The Fiscal Year 2018 budget sent to Congress by President Trump earlier this week proposes legislative changes that would impose dramatic cuts in federal retirement benefits for current and future retirees and potentially erode the current size of postal employee paychecks. It also would provide a modest set of reforms to the Postal Service, but rely chiefly on employee compensation cuts to restore financial solvency.
Cuts in Retirement Benefits, Increases in Employee Contributions
For all postal and federal employees and retirees, the Trump budget proposals would:
- Use a high-5 average salary instead of a high-3 in the computation of new Federal Employee Retirement System (FERS) annuities;
- Eliminate the “Social Security supplement” for all future FERS retirees. (The Social Security supplement covers the gap for FERS workers who retire before they qualify for Social Security benefits at age 62.);
- Eliminate the Cost of Living Adjustment (COLA) for all new FERS retirees and reduce the COLA for Civil Service Retirement System (CSRS) retirees by 0.5 percent; and
- Equalize the employee and government employer share of the FERS contribution rate to a 50/50 split through a phased-in approach spanning six years.
The Trump budget proposal does not cut Social Security or Medicare benefits, fulfilling the President’s campaign promise not to hurt those retirement programs.
Postal Service “Reforms”
In addition, the Trump budget proposes a series of “reforms” for the Postal Service, many that coincide with the key elements of H.R. 756, the foremost postal reform measure pending in Congress, but without reliance on the integration of Medicare health benefits to achieve savings.

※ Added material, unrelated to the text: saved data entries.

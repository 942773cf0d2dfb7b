use diskman_core::{
    ContentHash, Entry, EntryError, EntryKind, InodeInfo, ScanConfig, ScanError, SizeMode,
    Snapshot, TreeStats,
};
use std::path::Path;
use std::sync::Arc;
use std::time::{Duration, SystemTime};

fn file(path: &str, size: u64) -> Entry {
    Entry::new_file(path, size, SystemTime::UNIX_EPOCH)
}

fn dir(path: &str, children: Vec<Entry>) -> Entry {
    let mut entry = Entry::new_directory(path, SystemTime::UNIX_EPOCH);
    entry.children = children.into_iter().map(Arc::new).collect();
    entry.update_totals();
    entry
}

fn assert_sizes_consistent(entry: &Entry) {
    for node in std::iter::once(entry).chain(entry.descendants()) {
        if node.is_dir() && node.error.is_none() {
            let sum: u64 = node.children.iter().map(|c| c.size).sum();
            assert_eq!(node.size, sum, "size mismatch at {}", node.path.display());
        }
    }
}

#[test]
fn test_content_hash_creation_and_hex() {
    let bytes = [0xab; 32];
    let hash = ContentHash::new(bytes);

    let hex = hash.to_hex();
    assert_eq!(hex.len(), 64);
    assert!(hex.chars().all(|c| c.is_ascii_hexdigit()));
    assert!(hex.starts_with("ab"));

    assert_eq!(hash, ContentHash::new(bytes));
    assert_ne!(hash, ContentHash::new([0xcd; 32]));
}

#[test]
fn test_inode_info() {
    let inode1 = InodeInfo::new(12345, 67890);
    assert_eq!(inode1.inode, 12345);
    assert_eq!(inode1.device, 67890);
    assert_eq!(inode1, InodeInfo::new(12345, 67890));
}

#[test]
fn test_entry_kind_discrimination() {
    assert!(EntryKind::File.is_file());
    assert!(!EntryKind::File.is_dir());

    let dir_kind = EntryKind::Directory {
        file_count: 10,
        dir_count: 5,
    };
    assert!(dir_kind.is_dir());
    assert!(!dir_kind.is_symlink());

    let link = EntryKind::Symlink {
        target: "target/path".into(),
        broken: false,
    };
    assert!(link.is_symlink());
    assert!(!link.is_file());

    assert!(!EntryKind::Other.is_file());
    assert!(!EntryKind::Other.is_dir());
}

#[test]
fn test_nested_directory_totals() {
    let root = dir(
        "/root",
        vec![
            dir("/root/dir1", vec![file("/root/dir1/file1.txt", 512)]),
            dir(
                "/root/dir2",
                vec![
                    file("/root/dir2/file2.txt", 1024),
                    dir("/root/dir2/empty", vec![]),
                ],
            ),
            file("/root/.hidden", 3),
        ],
    );

    assert_eq!(root.size, 1539);
    assert_eq!(root.file_count(), 3);
    assert_eq!(root.dir_count(), 3);
    assert_sizes_consistent(&root);

    // listing order is preserved, nothing is sorted here
    let names: Vec<&str> = root.children.iter().map(|c| c.name.as_str()).collect();
    assert_eq!(names, vec!["dir1", "dir2", ".hidden"]);
}

#[test]
fn test_error_entries_contribute_nothing() {
    let blocked = dir("/root/blocked", vec![]).with_error(EntryError::PermissionDenied);
    let root = dir("/root", vec![blocked, file("/root/ok", 8)]);
    assert_eq!(root.size, 8);
    assert_sizes_consistent(&root);
}

#[test]
fn test_without_keeps_invariant() {
    let root = dir(
        "/root",
        vec![
            dir(
                "/root/a",
                vec![dir("/root/a/b", vec![file("/root/a/b/big", 100)])],
            ),
            file("/root/small", 1),
        ],
    );

    let pruned = root.without(Path::new("/root/a/b/big")).unwrap();
    assert_eq!(pruned.size, 1);
    assert_eq!(pruned.file_count(), 1);
    assert_eq!(pruned.dir_count(), 2);
    assert_sizes_consistent(&pruned);

    // original untouched
    assert_eq!(root.size, 101);
    assert!(root.without(Path::new("/root/nope")).is_none());
}

#[test]
fn test_scan_config_builder() {
    let config = ScanConfig::builder()
        .root("/test/path")
        .follow_symlinks(true)
        .count_hardlinks_once(false)
        .size_mode(SizeMode::Allocated)
        .build()
        .unwrap();

    assert_eq!(config.root.to_str().unwrap(), "/test/path");
    assert!(config.follow_symlinks);
    assert!(!config.count_hardlinks_once);
    assert_eq!(config.size_mode, SizeMode::Allocated);

    let default_config = ScanConfig::new("/default");
    assert!(!default_config.follow_symlinks);
    assert!(default_config.count_hardlinks_once);
    assert_eq!(default_config.progress_interval, 256);
}

#[test]
fn test_snapshot_navigation() {
    let root = dir(
        "/data",
        vec![dir("/data/photos", vec![file("/data/photos/cat.jpg", 42)])],
    );
    let snapshot = Snapshot::new(root, TreeStats::new(), Duration::from_millis(5), Vec::new());

    let photos = snapshot.entry(Path::new("/data/photos")).unwrap();
    assert_eq!(photos.size, 42);
    assert!(Arc::ptr_eq(&photos, &snapshot.root.children[0]));
    assert_eq!(snapshot.total_files(), 1);
    assert_eq!(snapshot.total_dirs(), 1);
    assert_eq!(snapshot.epoch, 0);
}

#[test]
fn test_scan_error_display() {
    let err = ScanError::NotFound {
        path: "/missing".into(),
    };
    assert_eq!(err.to_string(), "Path not found: /missing");
    assert!(ScanError::Interrupted.is_interrupted());
}

#[test]
fn test_entry_serializes() {
    let root = dir("/r", vec![file("/r/a.txt", 1)]);
    let json = serde_json::to_string(&root).unwrap();
    let back: Entry = serde_json::from_str(&json).unwrap();
    assert_eq!(back.size, 1);
    assert_eq!(back.children[0].name.as_str(), "a.txt");
}
/// Export scan results to JSON.
fn run_export(cache: &SnapshotCache, path: &Path, output: Option<PathBuf>) -> Result<()> {
    eprintln!("Scanning {}...", path.display());
    let snapshot = cache
        .get_or_scan(path)
        .with_context(|| format!("Scan of {} failed", path.display()))?;

    let json = serde_json::to_string_pretty(&*snapshot)?;

    match output {
        Some(output_path) => {
            std::fs::write(&output_path, json)
                .with_context(|| format!("Cannot write {}", output_path.display()))?;
            eprintln!("Exported to {}", output_path.display());
        }
        None => {
            println!("{}", json);
        }
    }

    Ok(())
}

/// Print the saved defaults, storing any changes first.
fn run_config(mut settings: UserSettings, update: &SettingsUpdate) -> Result<()> {
    if settings.apply(update) {
        let path = settings.save().context("Cannot save settings")?;
        eprintln!("Saved {}", path.display());
    }
    print!("{}", toml::to_string_pretty(&settings)?);
    Ok(())
}

/// Create a simple ASCII bar.
fn make_bar(ratio: f64, width: usize) -> String {
    let filled = ((ratio * width as f64).round() as usize).min(width);
    let empty = width - filled;
    format!("[{}{}]", "█".repeat(filled), "░".repeat(empty))
}

/// Format size in human-readable form.
fn format_size(bytes: u64) -> String {
    humansize::format_size(bytes, humansize::BINARY)
}

/// Local modification time, or a dash when unknown.
fn format_time(time: SystemTime) -> String {
    if time == UNIX_EPOCH {
        return "-".repeat(16);
    }
    DateTime::<Local>::from(time)
        .format("%Y-%m-%d %H:%M")
        .to_string()
}

/// Truncate a string to max length (in characters).
fn truncate(s: &str, max_len: usize) -> String {
    if s.chars().count() <= max_len {
        s.to_string()
    } else {
        let head: String = s.chars().take(max_len - 1).collect();
        format!("{head}…")
    }
}

/// Parse a size string (e.g., "1KB", "10MB", "1GB").
fn parse_size(s: &str) -> Result<u64> {
    let s = s.trim().to_uppercase();
    let digits = s.trim_end_matches(|c: char| !c.is_ascii_digit() && c != '.');
    let unit = &s[digits.len()..];

    let multiplier: u64 = match unit {
        "" | "B" => 1,
        "K" | "KB" => 1024,
        "M" | "MB" => 1024 * 1024,
        "G" | "GB" => 1024 * 1024 * 1024,
        other => return Err(eyre!("Unknown size unit: {other}")),
    };
    let num: f64 = digits
        .parse()
        .with_context(|| format!("Invalid size: {s}"))?;

    Ok((num * multiplier as f64) as u64)
}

Instead, the Trump budget seeks savings through proposed service reductions and greater flexibility in USPS rate-setting authority. Overall, the Trump budget claims to achieve $46 billion in Postal Service and general treasury savings over the next 10 years. More than half of that amount ($27 billion) would arise through hikes in postal employee contributions toward pension and health benefits, as well as cuts in retiree pension benefits themselves, consistent with government-wide proposals for all federal employees.
For postal employees and USPS, the Trump budget specifically proposes:
- The same cuts in retirement benefits, COLAS, and increases in employee contributions for USPS employees, as proposed for civil servants. This would save USPS $33 billion over 10 years.
- Increasing USPS employees’ contributions toward their health and life insurance, achieving $1 billion in savings.
- Increasing USPS innovation collaboration with state and local governments;
- Reducing door delivery “where appropriate”;
- Changing the BOG governance structure;
- Use of postal-specific assumptions about the demographics of the USPS workforce to prevent possible overpayment into the agency’s Federal Employees Retirement System account; and
- More USPS flexibility in setting its prices.
Long, Complicated Process Lies Ahead
Some Congressional lawmakers on both sides of the aisle characterized the Trump budget as “dead on arrival” and pointed to Republican intra-party differences on Federal spending that are likely to complicate the budget picture and the final outcome.
Observers also expressed concern that Congressionally-imposed budget reductions in “mandatory” government spending, including cuts in federal retirement benefits, could occur through the legislative “budget reconciliation” process, requiring only a bare-majority of approval in both Congressional chambers.
“One thing is clear,” NAPS President Brian Wagner said. “Throughout the months ahead, NAPS will resist attempts by Congress to adopt measures proposed by the Trump budget that unfairly target the Postal Service, its employees or its retirees.